WHAT THIS TASK INVOLVES
Only the lines below from the one containing "filename crates/stackgen-adapters/src/filesystem/memory.rs" to the one containing "use stackgen_core::application::ApplicationError;" should be repeated, both included and unchanged.

══ DATA PROVIDED ══

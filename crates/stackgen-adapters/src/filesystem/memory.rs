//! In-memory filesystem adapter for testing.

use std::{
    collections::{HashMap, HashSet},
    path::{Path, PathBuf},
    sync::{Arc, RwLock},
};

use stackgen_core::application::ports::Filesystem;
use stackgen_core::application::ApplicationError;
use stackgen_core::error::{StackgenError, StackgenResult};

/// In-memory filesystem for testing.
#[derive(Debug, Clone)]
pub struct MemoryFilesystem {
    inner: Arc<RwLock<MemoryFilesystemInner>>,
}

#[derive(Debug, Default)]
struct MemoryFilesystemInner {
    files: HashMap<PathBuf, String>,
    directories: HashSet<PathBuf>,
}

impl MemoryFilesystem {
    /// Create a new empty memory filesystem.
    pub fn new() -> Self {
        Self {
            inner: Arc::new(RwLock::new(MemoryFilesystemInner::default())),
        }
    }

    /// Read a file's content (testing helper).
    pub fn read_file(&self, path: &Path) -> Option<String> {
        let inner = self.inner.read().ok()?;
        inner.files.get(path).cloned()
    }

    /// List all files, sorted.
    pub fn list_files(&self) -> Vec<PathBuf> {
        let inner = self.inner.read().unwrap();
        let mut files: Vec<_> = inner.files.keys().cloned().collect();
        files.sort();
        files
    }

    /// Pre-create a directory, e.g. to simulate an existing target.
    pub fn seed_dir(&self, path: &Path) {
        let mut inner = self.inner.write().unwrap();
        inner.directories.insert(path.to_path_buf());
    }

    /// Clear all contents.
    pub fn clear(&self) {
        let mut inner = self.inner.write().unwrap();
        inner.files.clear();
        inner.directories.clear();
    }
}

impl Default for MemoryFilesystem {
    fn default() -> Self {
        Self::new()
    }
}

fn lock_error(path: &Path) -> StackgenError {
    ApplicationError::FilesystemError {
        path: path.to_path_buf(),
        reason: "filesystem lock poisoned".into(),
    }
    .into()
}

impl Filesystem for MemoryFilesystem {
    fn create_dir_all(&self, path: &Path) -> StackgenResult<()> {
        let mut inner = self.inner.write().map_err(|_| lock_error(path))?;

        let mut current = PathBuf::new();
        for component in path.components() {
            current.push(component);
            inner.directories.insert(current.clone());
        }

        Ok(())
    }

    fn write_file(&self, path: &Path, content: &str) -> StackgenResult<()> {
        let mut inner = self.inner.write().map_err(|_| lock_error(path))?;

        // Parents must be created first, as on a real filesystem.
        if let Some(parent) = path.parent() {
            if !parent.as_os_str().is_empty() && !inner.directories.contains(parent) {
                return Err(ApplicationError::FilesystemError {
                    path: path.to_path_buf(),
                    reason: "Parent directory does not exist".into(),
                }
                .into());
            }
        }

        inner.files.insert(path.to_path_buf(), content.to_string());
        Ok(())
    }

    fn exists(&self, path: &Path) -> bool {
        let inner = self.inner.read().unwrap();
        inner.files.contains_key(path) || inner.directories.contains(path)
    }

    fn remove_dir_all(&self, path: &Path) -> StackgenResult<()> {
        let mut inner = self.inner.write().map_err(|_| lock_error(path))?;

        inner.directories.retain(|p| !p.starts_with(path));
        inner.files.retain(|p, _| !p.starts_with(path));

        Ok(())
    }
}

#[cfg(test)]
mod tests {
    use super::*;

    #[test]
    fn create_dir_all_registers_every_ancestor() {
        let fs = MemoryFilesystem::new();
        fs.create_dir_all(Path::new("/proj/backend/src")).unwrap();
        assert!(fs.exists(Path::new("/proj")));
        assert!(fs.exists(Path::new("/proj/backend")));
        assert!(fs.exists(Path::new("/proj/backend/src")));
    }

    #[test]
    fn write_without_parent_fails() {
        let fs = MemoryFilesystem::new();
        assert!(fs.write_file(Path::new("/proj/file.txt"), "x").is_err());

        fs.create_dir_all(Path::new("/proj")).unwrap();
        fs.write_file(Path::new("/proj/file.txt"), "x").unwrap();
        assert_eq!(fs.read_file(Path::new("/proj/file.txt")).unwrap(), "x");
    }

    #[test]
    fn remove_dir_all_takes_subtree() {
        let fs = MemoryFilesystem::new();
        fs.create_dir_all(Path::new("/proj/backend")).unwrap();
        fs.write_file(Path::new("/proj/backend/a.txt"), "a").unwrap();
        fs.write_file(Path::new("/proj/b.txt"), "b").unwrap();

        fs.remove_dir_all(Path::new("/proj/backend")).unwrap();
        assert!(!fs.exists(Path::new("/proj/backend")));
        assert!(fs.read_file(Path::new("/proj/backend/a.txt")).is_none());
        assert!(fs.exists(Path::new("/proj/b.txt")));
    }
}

═══
══ DATA PROVIDED ══

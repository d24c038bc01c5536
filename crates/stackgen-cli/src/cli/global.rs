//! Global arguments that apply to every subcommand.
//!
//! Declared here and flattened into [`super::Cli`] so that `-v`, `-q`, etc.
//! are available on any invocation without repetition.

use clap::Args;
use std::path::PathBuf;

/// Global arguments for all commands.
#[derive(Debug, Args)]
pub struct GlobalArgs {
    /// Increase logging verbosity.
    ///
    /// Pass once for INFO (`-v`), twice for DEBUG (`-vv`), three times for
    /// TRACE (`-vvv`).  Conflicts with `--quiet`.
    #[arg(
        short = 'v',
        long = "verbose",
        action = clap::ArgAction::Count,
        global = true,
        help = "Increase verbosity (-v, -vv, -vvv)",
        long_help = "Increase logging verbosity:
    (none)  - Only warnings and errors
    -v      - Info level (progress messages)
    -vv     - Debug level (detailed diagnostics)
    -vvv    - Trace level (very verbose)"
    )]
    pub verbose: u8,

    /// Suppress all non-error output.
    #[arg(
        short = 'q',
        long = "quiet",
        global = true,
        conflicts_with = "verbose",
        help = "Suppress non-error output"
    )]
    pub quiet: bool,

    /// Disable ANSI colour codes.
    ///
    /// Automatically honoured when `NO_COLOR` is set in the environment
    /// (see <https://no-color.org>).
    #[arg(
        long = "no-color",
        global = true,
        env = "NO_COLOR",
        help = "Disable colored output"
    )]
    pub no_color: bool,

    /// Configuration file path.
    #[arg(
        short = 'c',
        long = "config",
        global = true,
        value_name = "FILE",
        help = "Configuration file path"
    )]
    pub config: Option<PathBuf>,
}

═══
══ DATA PROVIDED ══

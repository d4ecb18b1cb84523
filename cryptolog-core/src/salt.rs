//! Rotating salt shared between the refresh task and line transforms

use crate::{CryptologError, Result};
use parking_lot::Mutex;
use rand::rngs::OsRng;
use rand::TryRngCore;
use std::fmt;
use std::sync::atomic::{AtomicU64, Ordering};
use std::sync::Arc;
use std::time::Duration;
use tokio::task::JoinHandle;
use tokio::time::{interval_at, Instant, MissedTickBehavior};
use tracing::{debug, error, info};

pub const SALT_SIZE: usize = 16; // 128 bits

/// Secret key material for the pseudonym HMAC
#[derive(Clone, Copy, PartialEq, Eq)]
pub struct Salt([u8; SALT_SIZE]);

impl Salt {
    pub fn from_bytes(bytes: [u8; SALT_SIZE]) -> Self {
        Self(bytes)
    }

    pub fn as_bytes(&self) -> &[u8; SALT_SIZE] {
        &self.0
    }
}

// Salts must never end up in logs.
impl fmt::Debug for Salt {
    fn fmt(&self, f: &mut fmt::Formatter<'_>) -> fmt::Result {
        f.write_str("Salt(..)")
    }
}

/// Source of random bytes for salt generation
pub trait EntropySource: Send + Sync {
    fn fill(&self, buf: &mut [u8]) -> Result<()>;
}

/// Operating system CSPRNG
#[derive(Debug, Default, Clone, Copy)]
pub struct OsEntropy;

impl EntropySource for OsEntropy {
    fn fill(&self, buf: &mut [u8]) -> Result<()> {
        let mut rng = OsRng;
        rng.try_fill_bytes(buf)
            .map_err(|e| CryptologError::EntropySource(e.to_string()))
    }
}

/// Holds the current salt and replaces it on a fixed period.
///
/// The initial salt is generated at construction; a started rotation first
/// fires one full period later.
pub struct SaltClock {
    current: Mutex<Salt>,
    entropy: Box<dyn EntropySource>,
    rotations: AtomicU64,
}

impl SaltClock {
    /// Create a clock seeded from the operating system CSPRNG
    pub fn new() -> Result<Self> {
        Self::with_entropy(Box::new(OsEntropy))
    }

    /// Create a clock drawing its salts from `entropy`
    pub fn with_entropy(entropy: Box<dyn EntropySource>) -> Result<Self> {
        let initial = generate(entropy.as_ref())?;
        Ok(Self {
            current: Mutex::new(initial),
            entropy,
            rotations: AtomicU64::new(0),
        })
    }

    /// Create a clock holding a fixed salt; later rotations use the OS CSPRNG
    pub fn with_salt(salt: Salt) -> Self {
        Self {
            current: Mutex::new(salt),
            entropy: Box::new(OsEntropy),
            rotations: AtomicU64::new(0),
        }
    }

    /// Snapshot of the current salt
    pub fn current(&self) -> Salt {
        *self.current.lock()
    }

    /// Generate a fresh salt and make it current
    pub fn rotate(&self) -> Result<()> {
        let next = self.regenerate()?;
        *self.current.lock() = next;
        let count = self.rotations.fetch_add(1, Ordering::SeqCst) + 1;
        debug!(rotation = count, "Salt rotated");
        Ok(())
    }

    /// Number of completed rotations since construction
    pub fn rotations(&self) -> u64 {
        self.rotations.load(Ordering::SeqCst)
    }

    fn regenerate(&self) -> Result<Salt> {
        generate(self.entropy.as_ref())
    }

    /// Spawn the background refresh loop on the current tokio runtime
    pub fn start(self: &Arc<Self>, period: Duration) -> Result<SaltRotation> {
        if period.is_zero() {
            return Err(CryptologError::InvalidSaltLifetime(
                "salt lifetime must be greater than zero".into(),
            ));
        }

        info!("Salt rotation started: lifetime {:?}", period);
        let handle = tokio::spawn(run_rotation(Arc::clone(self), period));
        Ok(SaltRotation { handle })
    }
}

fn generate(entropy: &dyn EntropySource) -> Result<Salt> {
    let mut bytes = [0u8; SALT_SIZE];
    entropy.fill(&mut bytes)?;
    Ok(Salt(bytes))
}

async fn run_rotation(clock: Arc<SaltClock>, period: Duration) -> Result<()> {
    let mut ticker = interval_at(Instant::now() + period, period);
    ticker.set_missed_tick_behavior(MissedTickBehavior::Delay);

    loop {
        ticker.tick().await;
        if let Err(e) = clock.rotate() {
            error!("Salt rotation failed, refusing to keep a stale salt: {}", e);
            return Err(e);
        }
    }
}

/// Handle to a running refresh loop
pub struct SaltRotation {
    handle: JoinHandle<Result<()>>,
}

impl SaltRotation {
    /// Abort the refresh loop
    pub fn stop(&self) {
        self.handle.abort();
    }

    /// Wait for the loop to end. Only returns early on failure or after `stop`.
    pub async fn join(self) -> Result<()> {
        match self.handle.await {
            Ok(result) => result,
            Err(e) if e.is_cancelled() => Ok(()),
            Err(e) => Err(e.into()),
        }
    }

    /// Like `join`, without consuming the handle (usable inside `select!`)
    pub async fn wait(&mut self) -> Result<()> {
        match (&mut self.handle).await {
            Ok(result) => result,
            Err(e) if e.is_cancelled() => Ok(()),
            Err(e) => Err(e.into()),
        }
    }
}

═══

OUTPUT
filename crates/stackgen-adapters/src/filesystem/memory.rs
//! In-memory filesystem adapter for testing.

use std::{
    collections::{HashMap, HashSet},
    path::{Path, PathBuf},
    sync::{Arc, RwLock},
};

use stackgen_core::application::ports::Filesystem;
use stackgen_core::application::ApplicationError;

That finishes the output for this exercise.